The name of the game
The features copy editors crave more italics.
They came to me yesterday asking for a ruling about the titles of computer games, because running them as we have been, capitalized, in roman type, “doesn’t look right” or “confuses the reader.”
Readers must be readily bewildered, because we seem to have gotten along all these years writing about Monopoly and Scrabble and other games without benefit of quotation marks or italics. But I suppose that a case can be made that as computer games grow more sophisticated, they have elaborate narratives, animation and other effects, so that it makes sense to rank Grand Theft Auto San Andreas along with Light in August and Citizen Kane.
(If you perceive Cranky Old Guy peeking through the prose, you are correct. I played one game of Space Invaders in a bar in 1979, which is the extent of my personal involvement with computerized games.)
A little research shows that the Associated Press Stylebook lists computer games, along with films, plays, novels and other artistic works, in the “composition titles” entry. So the AP would use quotation marks with the names of computer games. The AP does not use italics in copy, because it can’t transmit italics to subscribers. The Sun, which can use italics, italicizes the titles of major works and uses quotation marks with the titles of minor works, according to the generally accepted conventions outside newspapers.
I could, I suppose, poll the copy desk staff. But then I would almost certainly be asked why we have to use italics at all, because some of the editors still complain about my decree that our practice should follow what the rest of the world does.
So, at some point later today, I will have to issue some arbitrary ruling. It will probably include the names of computer games in the category of titles using italics. Let it not be said that I denied the full measure of dignity to Pong.







Comments
One style for major works and one for minor works? That sounds like you are making things harder than they should be.
JEM: That's just a shorthand for the conventions: italics for books, quotation marks for short stories; italics for operas, quotation marks for songs; italics for the names of periodical publications, quotation marks for the titles of articles within them. It is what you would find in any of the standard manuals.
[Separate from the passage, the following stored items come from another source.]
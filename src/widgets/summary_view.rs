//! Summary panel
//!
//! Renders an answer as a column of paragraphs, one per line of the answer
//! text. Nothing at all is drawn for an absent or empty answer.

use ratatui::{
    buffer::Buffer,
    layout::Rect,
    style::{Color, Modifier, Style},
    text::{Line, Span, Text},
    widgets::{Block, Borders, Paragraph, Widget, Wrap},
};

/// One paragraph of an answer, keyed by its position in the answer
#[derive(Debug, Clone, Copy, PartialEq, Eq)]
pub struct SummaryParagraph<'a> {
    pub key: usize,
    pub text: &'a str,
}

/// Split an answer into paragraphs.
///
/// Every `'\n'` starts a new paragraph and empty segments are kept, so
/// `"A\n\nB\n"` yields four paragraphs: `A`, ``, `B`, ``.
pub fn paragraphs(answer: Option<&str>) -> Vec<SummaryParagraph<'_>> {
    match answer {
        Some(answer) if !answer.is_empty() => answer
            .split('\n')
            .enumerate()
            .map(|(key, text)| SummaryParagraph { key, text })
            .collect(),
        _ => Vec::new(),
    }
}

/// Number of rows `answer` takes once wrapped to `width` columns,
/// blank separator rows included.
pub fn wrapped_line_count(answer: Option<&str>, width: u16) -> usize {
    let blocks = paragraphs(answer);
    if blocks.is_empty() || width == 0 {
        return 0;
    }
    Paragraph::new(summary_text(&blocks))
        .wrap(Wrap { trim: false })
        .line_count(width)
}

/// Scroll position of the summary panel.
///
/// The limit is taken from the last layout: `fit` records how far the
/// wrapped answer overflows the visible part of the panel.
#[derive(Debug, Default, Clone, Copy, PartialEq, Eq)]
pub struct SummaryScroll {
    offset: u16,
    max_offset: u16,
}

impl SummaryScroll {
    pub fn offset(&self) -> u16 {
        self.offset
    }

    pub fn max_offset(&self) -> u16 {
        self.max_offset
    }

    /// Measure `answer` against the panel drawn in `area`
    pub fn fit(&mut self, answer: Option<&str>, area: Rect) {
        let inner = panel_block().inner(area);
        let hidden =
            wrapped_line_count(answer, inner.width).saturating_sub(usize::from(inner.height));
        self.max_offset = u16::try_from(hidden).unwrap_or(u16::MAX);
        self.offset = self.offset.min(self.max_offset);
    }

    pub fn scroll_up(&mut self, amount: u16) {
        self.offset = self.offset.saturating_sub(amount);
    }

    /// Scroll down, never past the point where the last line is at the bottom
    pub fn scroll_down(&mut self, amount: u16) {
        self.offset = self.offset.saturating_add(amount).min(self.max_offset);
    }

    pub fn scroll_to_bottom(&mut self) {
        self.offset = self.max_offset;
    }

    pub fn reset(&mut self) {
        self.offset = 0;
    }
}

fn panel_block<'a>() -> Block<'a> {
    Block::default()
        .borders(Borders::ALL)
        .border_style(Style::default().fg(Color::Gray))
}

fn summary_text<'a>(blocks: &[SummaryParagraph<'a>]) -> Text<'a> {
    let mut lines = Vec::with_capacity(blocks.len() * 2);
    for block in blocks {
        if block.key > 0 {
            lines.push(Line::default());
        }
        lines.push(Line::from(block.text));
    }
    Text::from(lines)
}

pub struct SummaryView<'a> {
    answer: Option<&'a str>,
    scroll: SummaryScroll,
    icon: &'a str,
}

impl<'a> SummaryView<'a> {
    pub fn new(answer: Option<&'a str>) -> Self {
        Self {
            answer,
            scroll: SummaryScroll::default(),
            icon: "📄",
        }
    }

    pub fn scroll(mut self, scroll: SummaryScroll) -> Self {
        self.scroll = scroll;
        self
    }

    pub fn icon(mut self, icon: &'a str) -> Self {
        self.icon = icon;
        self
    }
}

impl Widget for SummaryView<'_> {
    fn render(self, area: Rect, buf: &mut Buffer) {
        let blocks = paragraphs(self.answer);
        if blocks.is_empty() {
            return;
        }

        let title = Line::from(vec![
            Span::styled(
                format!(" {} ", self.icon),
                Style::default().bg(Color::Indexed(189)).fg(Color::Indexed(54)),
            ),
            Span::styled(
                " Summary ",
                Style::default()
                    .fg(Color::White)
                    .add_modifier(Modifier::BOLD),
            ),
        ]);

        Paragraph::new(summary_text(&blocks))
            .block(panel_block().title(title))
            .style(Style::default().fg(Color::Gray))
            .wrap(Wrap { trim: false })
            .scroll((self.scroll.offset(), 0))
            .render(area, buf);
    }
}

#[cfg(test)]
mod tests {
    use super::*;

    fn texts(answer: Option<&str>) -> Vec<&str> {
        paragraphs(answer).into_iter().map(|p| p.text).collect()
    }

    fn render_rows(answer: Option<&str>, width: u16, height: u16) -> Vec<String> {
        render_scrolled(answer, SummaryScroll::default(), width, height)
    }

    fn render_scrolled(
        answer: Option<&str>,
        scroll: SummaryScroll,
        width: u16,
        height: u16,
    ) -> Vec<String> {
        let area = Rect::new(0, 0, width, height);
        let mut buf = Buffer::empty(area);
        SummaryView::new(answer)
            .icon("#")
            .scroll(scroll)
            .render(area, &mut buf);
        (0..height)
            .map(|y| {
                (0..width)
                    .map(|x| buf[(x, y)].symbol().to_string())
                    .collect::<String>()
            })
            .collect()
    }

    #[test]
    fn test_three_paragraphs_in_order() {
        let blocks = paragraphs(Some("A\nB\nC"));
        assert_eq!(blocks.len(), 3);
        assert_eq!(
            blocks,
            vec![
                SummaryParagraph { key: 0, text: "A" },
                SummaryParagraph { key: 1, text: "B" },
                SummaryParagraph { key: 2, text: "C" },
            ]
        );
    }

    #[test]
    fn test_empty_segments_are_kept() {
        assert_eq!(texts(Some("\nA\n\nB\n")), vec!["", "A", "", "B", ""]);
        assert_eq!(texts(Some("\n")), vec!["", ""]);
    }

    #[test]
    fn test_no_paragraphs_for_empty_answer() {
        assert!(paragraphs(None).is_empty());
        assert!(paragraphs(Some("")).is_empty());
    }

    #[test]
    fn test_empty_answer_draws_nothing() {
        for answer in [None, Some("")] {
            let rows = render_rows(answer, 20, 5);
            assert!(rows.iter().all(|row| row.trim().is_empty()));
        }
    }

    #[test]
    fn test_paragraphs_render_separated() {
        let rows = render_rows(Some("A\nB\nC"), 20, 8);
        assert!(rows[0].contains("Summary"));
        assert_eq!(rows[1].trim_matches(|c| c == '│' || c == ' '), "A");
        assert_eq!(rows[2].trim_matches(|c| c == '│' || c == ' '), "");
        assert_eq!(rows[3].trim_matches(|c| c == '│' || c == ' '), "B");
        assert_eq!(rows[5].trim_matches(|c| c == '│' || c == ' '), "C");
    }

    #[test]
    fn test_content_is_not_transformed() {
        let rows = render_rows(Some("**bold** <b>"), 30, 3);
        assert!(rows[1].contains("**bold** <b>"));
    }

    #[test]
    fn test_scroll_is_clamped() {
        let answer = Some("A\nB\nC");
        let mut scroll = SummaryScroll::default();
        // Nothing measured yet
        scroll.scroll_down(3);
        assert_eq!(scroll.offset(), 0);

        // Five rendered lines (A, blank, B, blank, C) in two visible rows
        scroll.fit(answer, Rect::new(0, 0, 20, 4));
        scroll.scroll_down(100);
        assert_eq!(scroll.offset(), 3);
        scroll.scroll_up(1);
        assert_eq!(scroll.offset(), 2);
        scroll.reset();
        assert_eq!(scroll.offset(), 0);

        // A panel tall enough for everything does not scroll
        scroll.fit(answer, Rect::new(0, 0, 20, 10));
        scroll.scroll_down(3);
        assert_eq!(scroll.offset(), 0);

        scroll.fit(None, Rect::new(0, 0, 20, 4));
        scroll.scroll_to_bottom();
        assert_eq!(scroll.offset(), 0);
    }

    #[test]
    fn test_fit_pulls_offset_back_when_panel_grows() {
        let answer = Some("A\nB\nC");
        let mut scroll = SummaryScroll::default();
        scroll.fit(answer, Rect::new(0, 0, 20, 4));
        scroll.scroll_to_bottom();
        assert_eq!(scroll.offset(), 3);

        scroll.fit(answer, Rect::new(0, 0, 20, 5));
        assert_eq!(scroll.offset(), 2);
    }

    #[test]
    fn test_wrapped_paragraph_scrolls_to_its_end() {
        let words: Vec<String> = (0..200).map(|i| format!("w{}", i)).collect();
        let long = words.join(" ");
        let answer = Some(long.as_str());
        let area = Rect::new(0, 0, 30, 6);

        // One paragraph, many wrapped rows at 28 columns
        assert!(wrapped_line_count(answer, 28) > 20);

        let mut scroll = SummaryScroll::default();
        scroll.fit(answer, area);
        scroll.scroll_down(10);
        assert_eq!(scroll.offset(), 10);

        let top = render_scrolled(answer, SummaryScroll::default(), 30, 6);
        assert!(!top.iter().any(|row| row.contains("w199")));

        scroll.scroll_to_bottom();
        let bottom = render_scrolled(answer, scroll, 30, 6);
        assert!(bottom[4].contains("w199"), "{:?}", bottom);
        assert!(!bottom.iter().any(|row| row.contains("w0 ")));
    }
}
Posted by: Alan Shaw | July 3, 2007 12:16 PM
Could be worse. The manufacturers (er, publishers?) of computer games will probably send you stern letters reminding you to use a "registered" sign for their trademarked names. They may have some of the properties of a narrative work, but they're still mainly a product. (Litmus test: Book publishers care whether you photocopy a volume, but do they care whether you "reverse engineer" it?)
Posted by: Mike Livingston | July 3, 2007 2:02 PM
I HATE italics. Except when I want to use them on my own blog, of course.
By the way, I work on an editing system that occasionally corrupts the text if italics are used.
Posted by: Pam | July 3, 2007 9:35 PM
Hmm. What happens when Steven Spielberg presents Steve Jobs's James Joyce's Grand Theft Auto Finnegans Wake? (All italics and quotation marks mercifully avoided.)
Posted by: Pawlie Kokonuts | July 4, 2007 10:09 AM
I don't think the reader is in for confusion, per se, but I agree with the thought that all caps isn't the best representation for most video game titles (some, like DOOM, defy this thought).
I don't think that the use of italics will make readers compare GTA to Citizen Kane, and if it does, then I'm sure the comparison won't be favorable. Your Cranky Old Guy thought should rest assured.
JEM: Consider the likely possibility that GTA has been seen by more viewers than Citizen Kane. Don't underestimate my capacity for crankiness.